Sindh lies between the two monsoons — the southwest monsoon from the Indian Ocean and the northeast or retreating monsoon, deflected towards it by the Himalayan mountains — and escapes the influence of both. The average rainfall in Sindh is 11–14 in per year. The region's relative scarcity of rainfall is compensated by the inundation of the Indus twice a year, caused by the spring and summer melting of Himalayan snow and by rainfall in the monsoon season. These natural patterns have recently changed somewhat with the construction of dams and barrages on the Indus River. Parts of southeastern Sindh receive rainfall of up to 36 in and some cities have received very heavy rainfall on occasion. In 2005, Hyderabad received 14.4 in in just 11 hours. In Padidan a record rainfall of 1,722 millimeters was recorded in the monsoon season of 2022 which was also part of the massive 2022 Pakistan floods and appears on the List of extreme weather records in Pakistan.

Sindh is divided into three climatic regions: Siro (the upper region, centred on Jacobabad), Wicholo (the middle region, centred on Hyderabad), and Lar (the lower region, centred on Karachi).

The thermal equator passes through upper Sindh, where the air is generally very dry. The highest temperature ever recorded in Sindh was 53.7 C, which was recorded in Mohenjo-daro on 26 May 2010. It was not only the hottest temperature ever recorded in Pakistan but also the hottest reliably measured temperature ever recorded in the continent of Asia and the fourth highest temperature ever recorded on earth. The previous record for Sindh and Pakistan, and for all of Asia, had been 52.8 C, reached on 12 June 1919.

In the winters, frost is common. Central Sindh's temperatures are generally lower than those of upper Sindh but higher than those of lower Sindh. Dry hot days and cool nights are typical during the summer. Central Sindh's maximum temperature typically reaches 43–44 C. Lower Sindh has a damper and humid maritime climate affected by the southwestern winds in summer and northeastern winds in winter, with lower rainfall than Central Sindh. Lower Sindh's maximum temperature reaches about 35–38 C. In the Kirthar range at 1800 m and higher at Gorakh Hill and other peaks in Dadu District, temperatures near freezing have been recorded and brief snowfall is received in the winters. In Gorakh temperatures in winter nights can sour down to -15.

The highest temperatures each year in Pakistan, typically rising to above 48 °C, are usually recorded in Shaheed Benazeerabad District (previously called Nawabshah District) and Sibbi from May to August. Sometimes the temperature falls to 0 °C; on rare occasions (once every 25 years or so) it has fallen to below -7 °C in December or January.

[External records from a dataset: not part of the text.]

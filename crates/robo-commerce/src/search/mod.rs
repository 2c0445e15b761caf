//! Search module.
//!
//! Contains the category filter and the combined filter/search predicate.

mod filter;
mod query;

pub use filter::CategoryFilter;
pub use query::CatalogueQuery;
//! HTTP response handling.

use crate::FetchError;
use serde::de::DeserializeOwned;

/// A fully buffered HTTP response.
#[derive(Debug, Clone)]
pub struct Response {
    /// The HTTP status code.
    pub status: u16,
    /// The response body.
    pub body: Vec<u8>,
}

impl Response {
    /// Create a new response.
    pub fn new(status: u16, body: Vec<u8>) -> Self {
        Self { status, body }
    }

    /// Buffer a `reqwest` response.
    pub(crate) async fn read(response: reqwest::Response) -> Result<Self, FetchError> {
        let status = response.status().as_u16();
        let body = response.bytes().await?.to_vec();
        Ok(Self::new(status, body))
    }

    /// Check if the response was successful (2xx status).
    pub fn is_success(&self) -> bool {
        (200..300).contains(&self.status)
    }

    /// Get the response body as text.
    pub fn text(&self) -> Result<String, FetchError> {
        String::from_utf8(self.body.clone())
            .map_err(|e| FetchError::ParseError(format!("Invalid UTF-8: {}", e)))
    }

    /// Parse the response body as JSON.
    pub fn json<T: DeserializeOwned>(&self) -> Result<T, FetchError> {
        serde_json::from_slice(&self.body).map_err(|e| FetchError::ParseError(e.to_string()))
    }

    /// Convert to a Result, returning an error for non-2xx status codes.
    pub fn error_for_status(self) -> Result<Self, FetchError> {
        if self.is_success() {
            Ok(self)
        } else {
            let message = self.text().unwrap_or_else(|_| "Unknown error".to_string());
            Err(FetchError::HttpError {
                status: self.status,
                message,
            })
        }
    }
}
//! CLI configuration.

use std::path::Path;

use anyhow::{Context, Result};
use robo_commerce::Currency;
use robo_data::DEFAULT_CATALOGUE_ENDPOINT;
use serde::{Deserialize, Deserializer, Serialize};

/// Config file names searched for, in order, in each directory.
pub const CONFIG_FILE_NAMES: [&str; 3] = ["roboshop.toml", ".roboshop.toml", "roboshop.json"];

/// CLI configuration file.
#[derive(Debug, Clone, Default, Serialize, Deserialize, PartialEq)]
pub struct ShopConfig {
    /// Where the catalogue comes from.
    #[serde(default)]
    pub catalogue: CatalogueConfig,

    /// Logging configuration.
    #[serde(default)]
    pub log: LogConfig,
}

impl ShopConfig {
    /// Load config from a file.
    pub fn load(path: impl AsRef<Path>) -> Result<Self> {
        let path = path.as_ref();
        let content = std::fs::read_to_string(path)
            .with_context(|| format!("Failed to read config file: {}", path.display()))?;

        if path.extension().is_some_and(|ext| ext == "json") {
            serde_json::from_str(&content)
                .with_context(|| format!("Failed to parse JSON config: {}", path.display()))
        } else {
            toml::from_str(&content)
                .with_context(|| format!("Failed to parse TOML config: {}", path.display()))
        }
    }

    /// The currency catalogue prices are quoted in.
    pub fn currency(&self) -> Currency {
        self.catalogue.currency
    }
}

/// Catalogue source kind.
#[derive(Debug, Clone, Copy, Default, PartialEq, Eq, Serialize, Deserialize, clap::ValueEnum)]
#[serde(rename_all = "lowercase")]
pub enum SourceKind {
    /// The built-in robotics catalogue.
    #[default]
    Static,
    /// A REST endpoint.
    Http,
}

impl SourceKind {
    pub fn as_str(&self) -> &'static str {
        match self {
            SourceKind::Static => "static",
            SourceKind::Http => "http",
        }
    }
}

/// Catalogue configuration.
#[derive(Debug, Clone, Serialize, Deserialize, PartialEq)]
pub struct CatalogueConfig {
    #[serde(default)]
    pub source: SourceKind,

    /// REST endpoint used when `source = "http"`.
    #[serde(default = "default_endpoint")]
    pub endpoint: String,

    /// ISO currency code prices are quoted in (any case).
    #[serde(default, deserialize_with = "deserialize_currency")]
    pub currency: Currency,
}

fn default_endpoint() -> String {
    DEFAULT_CATALOGUE_ENDPOINT.to_string()
}

fn deserialize_currency<'de, D: Deserializer<'de>>(deserializer: D) -> Result<Currency, D::Error> {
    let code = String::deserialize(deserializer)?;
    Currency::from_code(&code)
        .ok_or_else(|| serde::de::Error::custom(format!("unknown currency code '{}'", code)))
}

impl Default for CatalogueConfig {
    fn default() -> Self {
        Self {
            source: SourceKind::default(),
            endpoint: default_endpoint(),
            currency: Currency::default(),
        }
    }
}

/// Log output format.
#[derive(Debug, Clone, Copy, Default, PartialEq, Eq, Serialize, Deserialize)]
#[serde(rename_all = "lowercase")]
pub enum LogFormat {
    /// Human-readable format (for terminals).
    #[default]
    Human,
    /// JSON format (for log aggregation).
    Json,
}

/// Logging configuration.
#[derive(Debug, Clone, Serialize, Deserialize, PartialEq)]
pub struct LogConfig {
    /// Default filter directive; `RUST_LOG` takes precedence.
    #[serde(default = "default_level")]
    pub level: String,

    #[serde(default)]
    pub format: LogFormat,
}

fn default_level() -> String {
    "info".to_string()
}

impl Default for LogConfig {
    fn default() -> Self {
        Self {
            level: default_level(),
            format: LogFormat::default(),
        }
    }
}

/// Generate a default roboshop.toml config file.
pub fn generate_default_config() -> String {
    format!(
        r#"# RoboShop storefront configuration

[catalogue]
# "static" uses the built-in robot list, "http" fetches from `endpoint`.
source = "static"
endpoint = "{endpoint}"
currency = "USD"

[log]
level = "info"
format = "human"
"#,
        endpoint = DEFAULT_CATALOGUE_ENDPOINT
    )
}

#[cfg(test)]
mod tests {
    use super::*;

    #[test]
    fn test_empty_file_yields_defaults() {
        let config: ShopConfig = toml::from_str("").unwrap();
        assert_eq!(config, ShopConfig::default());
        assert_eq!(config.catalogue.source, SourceKind::Static);
        assert_eq!(config.catalogue.endpoint, DEFAULT_CATALOGUE_ENDPOINT);
        assert_eq!(config.log.format, LogFormat::Human);
    }

    #[test]
    fn test_generated_config_parses() {
        let config: ShopConfig = toml::from_str(&generate_default_config()).unwrap();
        assert_eq!(config, ShopConfig::default());
    }

    #[test]
    fn test_partial_toml() {
        let config: ShopConfig = toml::from_str(
            r#"
            [catalogue]
            source = "http"
            currency = "CAD"

            [log]
            format = "json"
            "#,
        )
        .unwrap();
        assert_eq!(config.catalogue.source, SourceKind::Http);
        assert_eq!(config.catalogue.endpoint, DEFAULT_CATALOGUE_ENDPOINT);
        assert_eq!(config.currency(), Currency::CAD);
        assert_eq!(config.log.level, "info");
        assert_eq!(config.log.format, LogFormat::Json);
    }

    #[test]
    fn test_json_config() {
        let config: ShopConfig =
            serde_json::from_str(r#"{"catalogue": {"endpoint": "http://shop/api"}}"#).unwrap();
        assert_eq!(config.catalogue.source, SourceKind::Static);
        assert_eq!(config.catalogue.endpoint, "http://shop/api");
    }

    #[test]
    fn test_unknown_currency_is_rejected() {
        let result: Result<ShopConfig, _> = toml::from_str("[catalogue]\ncurrency = \"XYZ\"\n");
        let err = result.unwrap_err().to_string();
        assert!(err.contains("unknown currency code 'XYZ'"), "{}", err);
    }

    #[test]
    fn test_currency_code_is_case_insensitive() {
        let config: ShopConfig = toml::from_str("[catalogue]\ncurrency = \"eur\"\n").unwrap();
        assert_eq!(config.currency(), Currency::EUR);
    }

    #[test]
    fn test_unknown_source_is_rejected() {
        let result: Result<ShopConfig, _> = toml::from_str("[catalogue]\nsource = \"ftp\"\n");
        assert!(result.is_err());
    }
}
//! Category helpers.

use crate::ids::Category;

/// Categories the storefront offers as filter buttons, in display order.
pub const STANDARD_CATEGORIES: [&str; 3] = ["drones", "rovers", "arms"];

/// Category assigned to catalogue records that carry none.
pub const UNCATEGORIZED: &str = "uncategorized";

impl Category {
    /// The standard filterable categories.
    pub fn standard() -> Vec<Category> {
        STANDARD_CATEGORIES.iter().copied().map(Category::from).collect()
    }

    /// The fallback category.
    pub fn uncategorized() -> Self {
        Category::new(UNCATEGORIZED)
    }

    /// Check if this is one of the standard categories.
    pub fn is_standard(&self) -> bool {
        STANDARD_CATEGORIES.contains(&self.as_str())
    }

    /// Human label: first character upper-cased (`drones` -> `Drones`).
    pub fn label(&self) -> String {
        let mut chars = self.as_str().chars();
        match chars.next() {
            Some(first) => first.to_uppercase().chain(chars).collect(),
            None => String::new(),
        }
    }
}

Summer(May–September)is extremely hot in the upper parts while it is hot in the central parts and mild near the coast.The Monsoon season also occurs in the summer from late june till late september.
Winters(Late November-Early March) are cool and foggy in the upper parts while they get milder the near you go to the coast.
Spring(Mid March-Late April) is short but can cause some rainfall because of western depressions.
Autumn(October-Mid November) is the shortest season and is completely dry with almost no rainfall.

==Weather change==
===Monsoon===
The monsoon season occurs in Sindh from late June to September. While days are hot and nights are cool in the start to mid of September and it's called "Thadhri" locally in Sindhi culture. Thadhri (the cool festival) is celebrated in the month of Savan (monsoon probably in late August and early September) every year on the seventh day of the waning of the moon. Thadhri festival is celebrated as joy for the end of summer season. In the Thadhri season Sindh receive air from all four sides, i.e. north, south, east and west and it's called Chumasi Hawa.

===Rainfall===
Sindh receives about 13 inches (~350mm) of rain annually, mostly the rainfall occurs in June and September. However, in the last 20 years, rainfall has increased and is projected to reach an average of above 500mm by the end of the century.

===Tropical storms===
Tropical storms usually form in Sindh from late April to June and again from late September to November.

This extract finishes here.